As you can imagine, a university can be a pretty busy place for not only wireless client traffic, but also for other devices that contend for the same frequency space that 802.11g and the (so far) busiest part of 802.11n use. By name, the 2.4 GHz Industrial, Scientific and Medical band spells trouble for wireless networks. As the RF home for countless devices in all sorts of categories, 2.4 GHz spectrum can be as dirty as Los Angeles on a smoggy day, and trying to preserve the user experience of WLAN clients can be akin to herding cats.
Among the contentious devices found across the wireless landscape I’m charged with are the following: Bluetooth devices of all sorts, microwave ovens, gaming consoles, classroom response systems, lighting systems, cordless telephones, building environmental control systems, wireless video cameras, toy robots and remote control systems. Some are IP-based, and can be artfully stitched into the campus WLAN despite the lack of support for enterprise security protocols. Others are simply noisemakers that need to be managed in other ways. But they all have the potential for detracting from the quality of an expensive, well-planned WLAN environment.
Here’s where many of you are thinking "just move your clients to the less-cluttered 5 GHz band, where 802.11a and 802.11n live on modern dual-band access points." Often, that is easier said than done. Though I have a robust, dual-band 802.11n to offer my clients, many of them show up with devices that only do 2.4 GHz. Overall, about 65% of thousands of clients daily can't do 5 GHz despite it being much cleaner and with the advantage of supporting higher data rates. This includes pretty much the entire explosion of mobile devices, as smartphones and tablets that do 5 GHz wireless are just starting to poke their heads up. On the laptop front, many users still opt for the "Sunday paper special," which typically does not have the dual-band wireless NIC option.

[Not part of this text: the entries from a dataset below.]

//! Best-effort textual rewriting of script bodies.
//!
//! Nothing here parses JavaScript. Only absolute and protocol-relative URLs in
//! a few recognizable shapes are rewritten, so both misses and false hits are
//! expected.

use once_cell::sync::Lazy;
use regex::{Captures, Regex};
use url::Url;

use super::url::{absolutize, proxied};

static API_LITERAL_RE: Lazy<Regex> = Lazy::new(|| {
    Regex::new(r#"(["'])(https?://[^"'\s]+/(?:api|service|gateway|rest)/[^"'\s]*)["']"#)
        .expect("valid API literal regex")
});
static FETCH_RE: Lazy<Regex> = Lazy::new(|| {
    Regex::new(r#"(\bfetch\s*\(\s*)(["'])((?:https?:)?//[^"'\s]+)["']"#).expect("valid fetch regex")
});
static OPEN_RE: Lazy<Regex> = Lazy::new(|| {
    Regex::new(r#"(\.open\s*\(\s*(?:["'][A-Za-z]+["']\s*,\s*)?)(["'])((?:https?:)?//[^"'\s]+)["']"#)
        .expect("valid open regex")
});

/// Protocol-relative `fetch`/`open` targets take the scheme of `base`.
pub fn rewrite_js(script: &str, base: &Url) -> String {
    let api = API_LITERAL_RE.replace_all(script, |caps: &Captures| {
        let quote = &caps[1];
        format!("{quote}{}{quote}", proxied(&caps[2]))
    });

    let call_site = |caps: &Captures| {
        let quote = &caps[2];
        match absolutize(&caps[3], base) {
            Some(absolute) => format!("{}{quote}{}{quote}", &caps[1], proxied(&absolute)),
            None => caps[0].to_string(),
        }
    };
    let fetches = FETCH_RE.replace_all(&api, call_site);
    OPEN_RE.replace_all(&fetches, call_site).into_owned()
}

#[cfg(test)]
mod tests {
    use super::*;

    fn base() -> Url {
        Url::parse("https://www.example.com/app.js").unwrap()
    }

    #[test]
    fn api_endpoint_literals() {
        let out = rewrite_js(r#"const ENDPOINT = 'https://api.example.com/v2/api/items';"#, &base());
        assert_eq!(
            out,
            "const ENDPOINT = '/proxy?url=https%3A%2F%2Fapi.example.com%2Fv2%2Fapi%2Fitems';"
        );
    }

    #[test]
    fn fetch_and_xhr_open_arguments() {
        let script = r#"fetch("https://example.com/data.json"); xhr.open("GET", "https://example.com/feed");"#;
        let out = rewrite_js(script, &base());
        assert!(out.contains(r#"fetch("/proxy?url=https%3A%2F%2Fexample.com%2Fdata.json")"#));
        assert!(out.contains(r#"xhr.open("GET", "/proxy?url=https%3A%2F%2Fexample.com%2Ffeed")"#));
    }

    #[test]
    fn protocol_relative_calls_take_the_script_scheme() {
        let script = r#"fetch('//cdn.example.net/feed.json'); req.open("POST", "//api.example.net/log");"#;
        let out = rewrite_js(script, &base());
        assert!(out.contains("fetch('/proxy?url=https%3A%2F%2Fcdn.example.net%2Ffeed.json')"));
        assert!(out.contains(r#"req.open("POST", "/proxy?url=https%3A%2F%2Fapi.example.net%2Flog")"#));
    }

    #[test]
    fn relative_and_unrelated_strings_are_untouched() {
        let script = r#"fetch("/local/path"); const home = "https://example.com/about";"#;
        assert_eq!(rewrite_js(script, &base()), script);
    }

    #[test]
    fn api_literal_inside_fetch_is_wrapped_once() {
        let out = rewrite_js(r#"fetch("https://example.com/rest/users")"#, &base());
        assert_eq!(out.matches("/proxy?url=").count(), 1);
    }
}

I also use the latest whiz-bang spectrum analysis feature set that Cisco offers (as do pretty much all wireless vendors now). Clean Air does a great job of calling out a wide range of interfering devices that can locally make life tough for wireless clients. But mitigation, as I've written about previously, is a whole other ballgame. Some "rogue" devices can be walked to the door when you show the owner your Deputy Sheriff of Policy badge, while others pull rank and become something you grudgingly have to live with.
So what's it all mean? From a technically philosophical standpoint, these are somewhat strange times to be a WLAN admin. More mobile devices in more hands mean that more eyes are on the wireless network. And performance discontinuities are more apt to be noticed. I have had to explain to a 2.4 GHz classroom response system vendor why its claims of "we don’t interfere with anything, ever!" are false without good channel planning and management. I've been asked to help a contractor figure out why his lighting system won’t configure properly in 2.4 GHz--until he changes channels. I've fended off pitches for wireless video gateways and projectors that are ill-designed for the workplace, and helped a range of folks find alternative solutions to their needs, outside of the 2.4 GHz band.
Chaos is inevitable in 2.4 GHz, but it still needs to be managed as best as it can be. Ideally, all important clients would be in the 5 GHz space while the lesser devices stayed in 2.4 GHz, but that is not likely to be the case for quite a while.
With an ever-changing tapestry of interfering and contending devices forming the backdrop for the busy 2.4 GHz spectrum, keeping the WLAN optimized for performance takes attention and a 10,000-foot understanding of the environment. And sometimes you can't do anything but wait it out while managers talk to managers about why the funky lab equipment or weather station needs to be relocated or swapped for something in the 900 MHz space. It's certainly interesting. But all parties need to remember that "unlicensed" doesn’t mean "self-coordinating," and that the more 2.4 GHz devices that are brought to the party, the harder it is for the network to deliver all it was designed to do.